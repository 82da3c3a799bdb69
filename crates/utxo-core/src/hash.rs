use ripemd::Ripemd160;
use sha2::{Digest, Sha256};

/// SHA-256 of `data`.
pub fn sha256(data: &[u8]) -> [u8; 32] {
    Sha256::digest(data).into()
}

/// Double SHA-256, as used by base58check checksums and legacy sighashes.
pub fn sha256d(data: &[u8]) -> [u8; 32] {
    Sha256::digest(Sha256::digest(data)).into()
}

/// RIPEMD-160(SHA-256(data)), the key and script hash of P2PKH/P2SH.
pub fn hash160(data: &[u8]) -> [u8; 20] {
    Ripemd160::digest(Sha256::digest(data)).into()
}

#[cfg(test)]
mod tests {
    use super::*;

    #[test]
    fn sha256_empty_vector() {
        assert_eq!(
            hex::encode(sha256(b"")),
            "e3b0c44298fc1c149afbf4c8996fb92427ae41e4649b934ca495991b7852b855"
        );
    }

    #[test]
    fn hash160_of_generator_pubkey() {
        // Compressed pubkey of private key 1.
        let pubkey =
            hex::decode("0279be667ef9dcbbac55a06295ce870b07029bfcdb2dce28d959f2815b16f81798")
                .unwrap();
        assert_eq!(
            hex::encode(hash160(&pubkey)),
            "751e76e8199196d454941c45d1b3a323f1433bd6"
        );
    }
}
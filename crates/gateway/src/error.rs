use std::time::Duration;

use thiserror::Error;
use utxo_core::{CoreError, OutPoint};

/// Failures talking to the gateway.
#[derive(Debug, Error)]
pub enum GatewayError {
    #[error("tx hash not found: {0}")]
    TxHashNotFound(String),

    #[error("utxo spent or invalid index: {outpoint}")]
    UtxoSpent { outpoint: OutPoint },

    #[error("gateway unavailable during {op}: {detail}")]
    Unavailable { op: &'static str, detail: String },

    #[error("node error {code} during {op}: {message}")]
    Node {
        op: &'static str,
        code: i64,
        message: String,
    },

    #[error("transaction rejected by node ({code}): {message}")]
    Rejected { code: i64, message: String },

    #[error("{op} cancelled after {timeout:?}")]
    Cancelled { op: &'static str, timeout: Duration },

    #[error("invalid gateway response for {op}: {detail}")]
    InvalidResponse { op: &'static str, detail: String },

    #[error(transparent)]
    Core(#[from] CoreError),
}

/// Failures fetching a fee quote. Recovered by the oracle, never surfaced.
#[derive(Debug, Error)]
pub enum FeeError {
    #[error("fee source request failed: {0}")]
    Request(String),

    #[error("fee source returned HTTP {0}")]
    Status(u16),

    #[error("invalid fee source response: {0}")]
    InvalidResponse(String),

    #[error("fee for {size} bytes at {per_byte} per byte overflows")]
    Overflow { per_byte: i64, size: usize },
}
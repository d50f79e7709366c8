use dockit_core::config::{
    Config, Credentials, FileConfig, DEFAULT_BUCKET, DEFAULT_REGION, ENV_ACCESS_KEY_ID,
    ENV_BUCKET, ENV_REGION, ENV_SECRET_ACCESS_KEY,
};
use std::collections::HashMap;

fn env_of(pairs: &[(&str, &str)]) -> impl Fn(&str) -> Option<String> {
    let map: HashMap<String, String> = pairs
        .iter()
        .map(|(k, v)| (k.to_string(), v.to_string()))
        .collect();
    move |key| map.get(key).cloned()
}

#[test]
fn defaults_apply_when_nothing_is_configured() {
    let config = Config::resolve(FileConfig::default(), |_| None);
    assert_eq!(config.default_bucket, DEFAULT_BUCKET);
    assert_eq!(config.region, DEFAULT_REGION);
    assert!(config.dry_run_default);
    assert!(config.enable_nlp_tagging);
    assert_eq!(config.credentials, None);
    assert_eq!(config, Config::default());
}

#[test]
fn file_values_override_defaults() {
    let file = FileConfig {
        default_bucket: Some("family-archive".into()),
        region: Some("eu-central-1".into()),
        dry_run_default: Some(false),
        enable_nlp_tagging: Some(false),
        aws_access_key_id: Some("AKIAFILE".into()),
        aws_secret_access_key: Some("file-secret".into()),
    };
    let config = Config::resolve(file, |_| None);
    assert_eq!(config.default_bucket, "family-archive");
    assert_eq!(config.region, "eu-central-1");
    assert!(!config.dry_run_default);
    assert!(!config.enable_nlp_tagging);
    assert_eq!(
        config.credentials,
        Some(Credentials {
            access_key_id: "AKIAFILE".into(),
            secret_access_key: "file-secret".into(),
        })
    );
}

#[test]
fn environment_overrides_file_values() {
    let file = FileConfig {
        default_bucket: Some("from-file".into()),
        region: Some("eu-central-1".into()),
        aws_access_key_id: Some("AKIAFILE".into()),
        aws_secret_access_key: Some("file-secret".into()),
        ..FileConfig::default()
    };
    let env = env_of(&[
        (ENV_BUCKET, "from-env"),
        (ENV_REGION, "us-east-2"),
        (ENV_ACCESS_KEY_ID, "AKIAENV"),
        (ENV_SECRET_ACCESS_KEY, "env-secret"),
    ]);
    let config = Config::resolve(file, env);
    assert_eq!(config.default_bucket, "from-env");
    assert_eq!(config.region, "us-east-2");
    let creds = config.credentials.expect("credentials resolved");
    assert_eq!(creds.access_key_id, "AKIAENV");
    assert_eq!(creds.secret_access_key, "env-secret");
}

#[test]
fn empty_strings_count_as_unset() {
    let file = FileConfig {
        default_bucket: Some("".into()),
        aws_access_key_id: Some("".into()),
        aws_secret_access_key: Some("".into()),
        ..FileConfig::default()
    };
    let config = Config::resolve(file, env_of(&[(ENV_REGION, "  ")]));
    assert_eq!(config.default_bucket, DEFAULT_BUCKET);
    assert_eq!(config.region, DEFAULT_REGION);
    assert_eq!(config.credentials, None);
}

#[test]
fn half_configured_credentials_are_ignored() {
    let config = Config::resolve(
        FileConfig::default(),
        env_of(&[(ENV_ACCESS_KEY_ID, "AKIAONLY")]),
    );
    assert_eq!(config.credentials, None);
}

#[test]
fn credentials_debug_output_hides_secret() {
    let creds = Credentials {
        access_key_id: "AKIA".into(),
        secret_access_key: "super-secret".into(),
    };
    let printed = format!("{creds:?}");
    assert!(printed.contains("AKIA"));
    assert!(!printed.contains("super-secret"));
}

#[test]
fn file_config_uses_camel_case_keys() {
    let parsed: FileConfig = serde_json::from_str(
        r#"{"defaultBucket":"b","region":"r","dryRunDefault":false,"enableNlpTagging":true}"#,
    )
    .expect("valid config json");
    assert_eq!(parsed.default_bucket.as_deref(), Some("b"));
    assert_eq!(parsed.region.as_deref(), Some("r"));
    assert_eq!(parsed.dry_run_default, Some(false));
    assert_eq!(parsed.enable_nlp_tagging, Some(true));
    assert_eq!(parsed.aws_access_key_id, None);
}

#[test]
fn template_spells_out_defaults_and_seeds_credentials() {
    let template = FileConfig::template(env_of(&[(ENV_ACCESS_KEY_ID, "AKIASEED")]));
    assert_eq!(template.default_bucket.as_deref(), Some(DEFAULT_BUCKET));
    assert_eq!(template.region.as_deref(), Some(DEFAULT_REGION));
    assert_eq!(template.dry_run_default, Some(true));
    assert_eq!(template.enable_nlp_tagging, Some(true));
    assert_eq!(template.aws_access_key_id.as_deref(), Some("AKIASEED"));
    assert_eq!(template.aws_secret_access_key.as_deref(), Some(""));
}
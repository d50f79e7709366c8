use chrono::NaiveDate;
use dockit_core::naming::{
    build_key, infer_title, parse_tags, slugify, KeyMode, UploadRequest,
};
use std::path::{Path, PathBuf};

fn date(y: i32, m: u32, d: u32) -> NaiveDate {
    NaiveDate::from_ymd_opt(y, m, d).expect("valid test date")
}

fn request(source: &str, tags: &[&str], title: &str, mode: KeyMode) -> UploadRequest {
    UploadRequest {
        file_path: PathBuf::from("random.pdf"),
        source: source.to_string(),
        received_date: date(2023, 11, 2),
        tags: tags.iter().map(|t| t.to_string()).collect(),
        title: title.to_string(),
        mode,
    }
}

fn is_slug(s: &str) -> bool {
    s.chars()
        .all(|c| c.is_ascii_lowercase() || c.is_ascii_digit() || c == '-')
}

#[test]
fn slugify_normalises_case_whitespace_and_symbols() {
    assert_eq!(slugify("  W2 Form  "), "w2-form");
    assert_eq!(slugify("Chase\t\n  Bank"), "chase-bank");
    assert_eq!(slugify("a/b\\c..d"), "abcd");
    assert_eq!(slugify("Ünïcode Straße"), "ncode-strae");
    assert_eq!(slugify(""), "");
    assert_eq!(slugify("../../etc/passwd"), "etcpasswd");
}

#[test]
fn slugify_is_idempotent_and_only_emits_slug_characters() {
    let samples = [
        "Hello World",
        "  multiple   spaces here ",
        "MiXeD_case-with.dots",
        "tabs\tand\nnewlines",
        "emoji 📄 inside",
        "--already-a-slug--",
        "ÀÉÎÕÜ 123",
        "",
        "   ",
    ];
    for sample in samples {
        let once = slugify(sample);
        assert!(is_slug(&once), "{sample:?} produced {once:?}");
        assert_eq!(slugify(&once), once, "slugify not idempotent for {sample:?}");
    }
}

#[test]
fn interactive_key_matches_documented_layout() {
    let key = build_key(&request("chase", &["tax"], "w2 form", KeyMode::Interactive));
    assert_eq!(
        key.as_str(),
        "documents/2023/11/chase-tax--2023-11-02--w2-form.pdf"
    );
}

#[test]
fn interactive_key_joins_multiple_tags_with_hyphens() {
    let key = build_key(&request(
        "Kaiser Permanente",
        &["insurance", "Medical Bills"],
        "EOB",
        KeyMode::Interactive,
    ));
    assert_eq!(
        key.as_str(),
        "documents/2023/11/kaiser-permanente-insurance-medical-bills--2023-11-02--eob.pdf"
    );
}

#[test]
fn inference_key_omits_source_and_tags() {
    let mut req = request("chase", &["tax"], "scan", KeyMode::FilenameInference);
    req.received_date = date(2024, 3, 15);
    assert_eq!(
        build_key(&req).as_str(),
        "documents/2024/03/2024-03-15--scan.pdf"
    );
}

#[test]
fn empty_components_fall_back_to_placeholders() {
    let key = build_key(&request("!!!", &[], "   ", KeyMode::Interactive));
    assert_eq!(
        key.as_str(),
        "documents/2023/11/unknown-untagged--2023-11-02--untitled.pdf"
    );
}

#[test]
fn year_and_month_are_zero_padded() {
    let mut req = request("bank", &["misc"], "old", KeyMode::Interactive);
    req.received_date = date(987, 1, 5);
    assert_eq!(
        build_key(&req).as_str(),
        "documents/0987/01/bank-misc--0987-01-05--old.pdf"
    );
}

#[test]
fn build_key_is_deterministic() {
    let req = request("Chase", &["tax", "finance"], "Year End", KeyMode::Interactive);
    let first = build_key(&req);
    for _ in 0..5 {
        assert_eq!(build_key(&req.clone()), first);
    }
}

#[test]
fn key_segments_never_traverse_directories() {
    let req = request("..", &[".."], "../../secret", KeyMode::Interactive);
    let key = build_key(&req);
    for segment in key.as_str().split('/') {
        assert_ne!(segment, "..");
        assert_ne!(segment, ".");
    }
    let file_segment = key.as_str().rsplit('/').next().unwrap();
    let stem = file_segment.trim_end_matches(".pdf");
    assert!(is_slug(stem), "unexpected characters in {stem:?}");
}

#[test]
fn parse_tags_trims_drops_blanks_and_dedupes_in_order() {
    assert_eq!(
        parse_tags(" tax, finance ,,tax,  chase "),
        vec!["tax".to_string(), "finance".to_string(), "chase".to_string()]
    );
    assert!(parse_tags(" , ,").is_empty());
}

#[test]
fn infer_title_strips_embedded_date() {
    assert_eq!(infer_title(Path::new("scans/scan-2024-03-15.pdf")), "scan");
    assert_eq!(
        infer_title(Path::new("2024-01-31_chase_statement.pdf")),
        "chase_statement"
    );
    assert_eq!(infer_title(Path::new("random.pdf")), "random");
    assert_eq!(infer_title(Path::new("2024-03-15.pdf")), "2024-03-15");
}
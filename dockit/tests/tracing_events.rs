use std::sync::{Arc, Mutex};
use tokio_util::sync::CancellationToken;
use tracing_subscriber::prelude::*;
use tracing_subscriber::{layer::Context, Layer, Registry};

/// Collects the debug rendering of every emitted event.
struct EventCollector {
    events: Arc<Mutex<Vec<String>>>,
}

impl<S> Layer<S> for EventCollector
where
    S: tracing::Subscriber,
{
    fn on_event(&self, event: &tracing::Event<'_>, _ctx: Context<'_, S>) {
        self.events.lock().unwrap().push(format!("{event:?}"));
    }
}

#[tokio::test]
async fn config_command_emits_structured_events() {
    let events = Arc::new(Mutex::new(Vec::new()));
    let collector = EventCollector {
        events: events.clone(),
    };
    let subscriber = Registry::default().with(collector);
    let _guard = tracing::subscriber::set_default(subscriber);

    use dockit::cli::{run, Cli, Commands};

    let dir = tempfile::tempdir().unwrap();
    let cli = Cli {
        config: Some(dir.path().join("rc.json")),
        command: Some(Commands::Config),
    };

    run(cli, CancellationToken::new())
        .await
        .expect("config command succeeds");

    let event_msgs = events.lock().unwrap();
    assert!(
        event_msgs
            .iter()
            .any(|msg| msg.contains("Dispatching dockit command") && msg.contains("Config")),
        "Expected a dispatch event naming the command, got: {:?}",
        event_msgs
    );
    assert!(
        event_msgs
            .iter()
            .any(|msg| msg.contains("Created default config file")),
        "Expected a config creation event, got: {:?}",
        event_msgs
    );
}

* _WHAT THE TASK REQUIRES_: Copy out each line of the listing that holds the string "naming".

* _ANSWER TO THIS TASK_:
use dockit_core::naming::{
        "Expected a dispatch event naming the command, got: {:?}",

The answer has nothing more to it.